8. The system of claim 7, wherein when the server is used as a master station to manage the network elements configured as the master station, historical data of the network elements is collected, and corresponding configuration query is performed on the network elements; and when the server is used as a secondary station to manage the network element configured as the secondary station, inquiring and monitoring the network element.

9. The system of claim 7, wherein the two servers synchronize data during normal operation of the primary and secondary stations configured as network elements, and maintain data synchronization between the primary and secondary stations by performing database synchronization, wherein the historical data in the primary and secondary stations is full.

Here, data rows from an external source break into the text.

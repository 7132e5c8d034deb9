//! Spec loader - reads a provider's OpenAPI document for prompting
//!
//! Accepts JSON or YAML, re-encodes as compact JSON and clips the result
//! so giant specs don't blow up the prompt.

use serde_json::Value;
use std::path::Path;

/// Maximum number of characters of serialized spec embedded in a prompt
pub const MAX_SPEC_CHARS: usize = 50_000;

#[derive(Debug, thiserror::Error)]
pub enum LoadError {
    #[error("Spec file not found: {0}")]
    NotFound(String),
    #[error("Failed to read spec file {path}: {source}")]
    Io {
        path: String,
        #[source]
        source: std::io::Error,
    },
    #[error("Spec is neither valid JSON ({json}) nor valid YAML ({yaml})")]
    Parse { json: String, yaml: String },
    #[error("Failed to serialize spec: {0}")]
    Serialize(#[from] serde_json::Error),
}

/// Load a spec file and return it as compact JSON, clipped to [`MAX_SPEC_CHARS`]
pub fn load(path: impl AsRef<Path>) -> Result<String, LoadError> {
    let path = path.as_ref();

    let raw = std::fs::read_to_string(path).map_err(|e| {
        if e.kind() == std::io::ErrorKind::NotFound {
            LoadError::NotFound(path.display().to_string())
        } else {
            LoadError::Io {
                path: path.display().to_string(),
                source: e,
            }
        }
    })?;

    let document = parse_document(&raw)?;
    let compact = serde_json::to_string(&document)?;

    tracing::debug!(
        path = %path.display(),
        serialized_chars = compact.chars().count(),
        max_chars = MAX_SPEC_CHARS,
        "Loaded spec"
    );

    Ok(clip(&compact, MAX_SPEC_CHARS))
}

/// Parse a document as JSON, falling back to YAML. First success wins.
pub fn parse_document(raw: &str) -> Result<Value, LoadError> {
    let json_err = match serde_json::from_str::<Value>(raw) {
        Ok(value) => return Ok(value),
        Err(e) => e,
    };

    let parse_error = |yaml_err: serde_yaml::Error| LoadError::Parse {
        json: json_err.to_string(),
        yaml: yaml_err.to_string(),
    };

    // Resolve `<<: *anchor` merge keys the way YAML loaders do
    let mut document: serde_yaml::Value = serde_yaml::from_str(raw).map_err(parse_error)?;
    document.apply_merge().map_err(parse_error)?;

    Ok(serde_json::to_value(document)?)
}

/// Cut `text` to at most `max_chars` characters.
///
/// Not JSON-aware: the result may be invalid JSON when the input is longer
/// than the budget. It only ever ends up inside a prompt.
pub fn clip(text: &str, max_chars: usize) -> String {
    match text.char_indices().nth(max_chars) {
        Some((byte_idx, _)) => text[..byte_idx].to_string(),
        None => text.to_string(),
    }
}

#[cfg(test)]
mod tests {
    use super::*;
    use tempfile::TempDir;

    fn write_spec(dir: &TempDir, name: &str, content: &str) -> std::path::PathBuf {
        let path = dir.path().join(name);
        std::fs::write(&path, content).unwrap();
        path
    }

    #[test]
    fn test_load_json_is_compacted() {
        let temp = TempDir::new().unwrap();
        let path = write_spec(
            &temp,
            "spec.json",
            r#"{
                "openapi": "3.0.0",
                "info": { "title": "Dummy Billing", "version": "1.0" },
                "paths": { "/customers": { "post": { "operationId": "createCustomer" } } }
            }"#,
        );

        let loaded = load(&path).unwrap();
        assert_eq!(
            loaded,
            r#"{"openapi":"3.0.0","info":{"title":"Dummy Billing","version":"1.0"},"paths":{"/customers":{"post":{"operationId":"createCustomer"}}}}"#
        );
    }

    #[test]
    fn test_load_yaml_fallback() {
        let temp = TempDir::new().unwrap();
        let path = write_spec(
            &temp,
            "spec.yaml",
            "openapi: 3.0.0\ninfo:\n  title: Dummy Billing\n  version: '1.0'\ntags:\n  - billing\n  - customers\n",
        );

        let loaded = load(&path).unwrap();
        assert_eq!(
            loaded,
            r#"{"openapi":"3.0.0","info":{"title":"Dummy Billing","version":"1.0"},"tags":["billing","customers"]}"#
        );
    }

    #[test]
    fn test_yaml_merge_keys_are_applied() {
        let document = parse_document(
            "components:\n  base: &base {type: object, nullable: true}\n  customer:\n    <<: *base\n    nullable: false\n    title: Customer\n",
        )
        .unwrap();

        assert_eq!(
            document,
            serde_json::json!({
                "components": {
                    "base": {"type": "object", "nullable": true},
                    "customer": {"type": "object", "nullable": false, "title": "Customer"}
                }
            })
        );
        assert!(document["components"]["customer"].get("<<").is_none());
    }

    #[test]
    fn test_yaml_integer_keys_become_strings() {
        let document = parse_document("responses:\n  200:\n    description: OK\n").unwrap();
        assert_eq!(document, serde_json::json!({"responses": {"200": {"description": "OK"}}}));
    }

    #[test]
    fn test_load_missing_file() {
        let temp = TempDir::new().unwrap();
        let err = load(temp.path().join("nope.json")).unwrap_err();
        assert!(matches!(err, LoadError::NotFound(_)));
    }

    #[test]
    fn test_load_unparseable() {
        let temp = TempDir::new().unwrap();
        let path = write_spec(&temp, "broken.yaml", "paths: [1, 2\n");

        let err = load(&path).unwrap_err();
        assert!(matches!(err, LoadError::Parse { .. }));
    }

    #[test]
    fn test_load_clips_large_spec() {
        let temp = TempDir::new().unwrap();
        let big = "x".repeat(MAX_SPEC_CHARS * 2);
        let path = write_spec(&temp, "big.json", &format!(r#"{{"description":"{}"}}"#, big));

        let loaded = load(&path).unwrap();
        assert_eq!(loaded.chars().count(), MAX_SPEC_CHARS);
        assert!(loaded.starts_with(r#"{"description":"xxx"#));
        // Raw cut, so the closing quote and brace are gone
        assert!(serde_json::from_str::<Value>(&loaded).is_err());
    }

    #[test]
    fn test_clip_counts_characters_not_bytes() {
        assert_eq!(clip("héllo wörld", 4), "héll");
        assert_eq!(clip("short", 50), "short");
        assert_eq!(clip("", 3), "");
    }
}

10. The system of claim 7, wherein the server is configured as a master return policy as a master return mode or a non-return mode,

if the network element is in a master station return mode, when the communication between the network element and the server which is configured as the master station is recovered, the server which is configured as the master station is recovered to be used as the master station to manage the network element, the current master station is switched to be the secondary station, and meanwhile, the recovered master station server synchronizes data during the interruption period;

if the network element is in a master station non-return mode, when the communication between the network element and the server which is configured as the master station is recovered, the server which is configured as the master station is recovered to be used as a secondary station to manage the network element, data in the interruption period is synchronized, and the network element is accessed in a master station mode when the server of the current master station is disconnected.

11. The system of claim 7, wherein the network element notifies a server configured as a secondary station to manage the network element as the primary station upon detecting an interruption of communication with the server configured as the primary station; or when the server configured as the secondary station by the network element detects that the server configured as the primary station by the network element is abnormal, the secondary station server actively requests the permission of the primary station from the network element, and the network element determines whether to switch the secondary station to manage the network element as the primary station according to the state of the current primary station server.

12. The system of claim 7, wherein when the two servers manage the network elements separately as the master, the number of managed network elements configuring them as the master is balanced, and the two servers manage the corresponding network elements separately in a load balanced manner.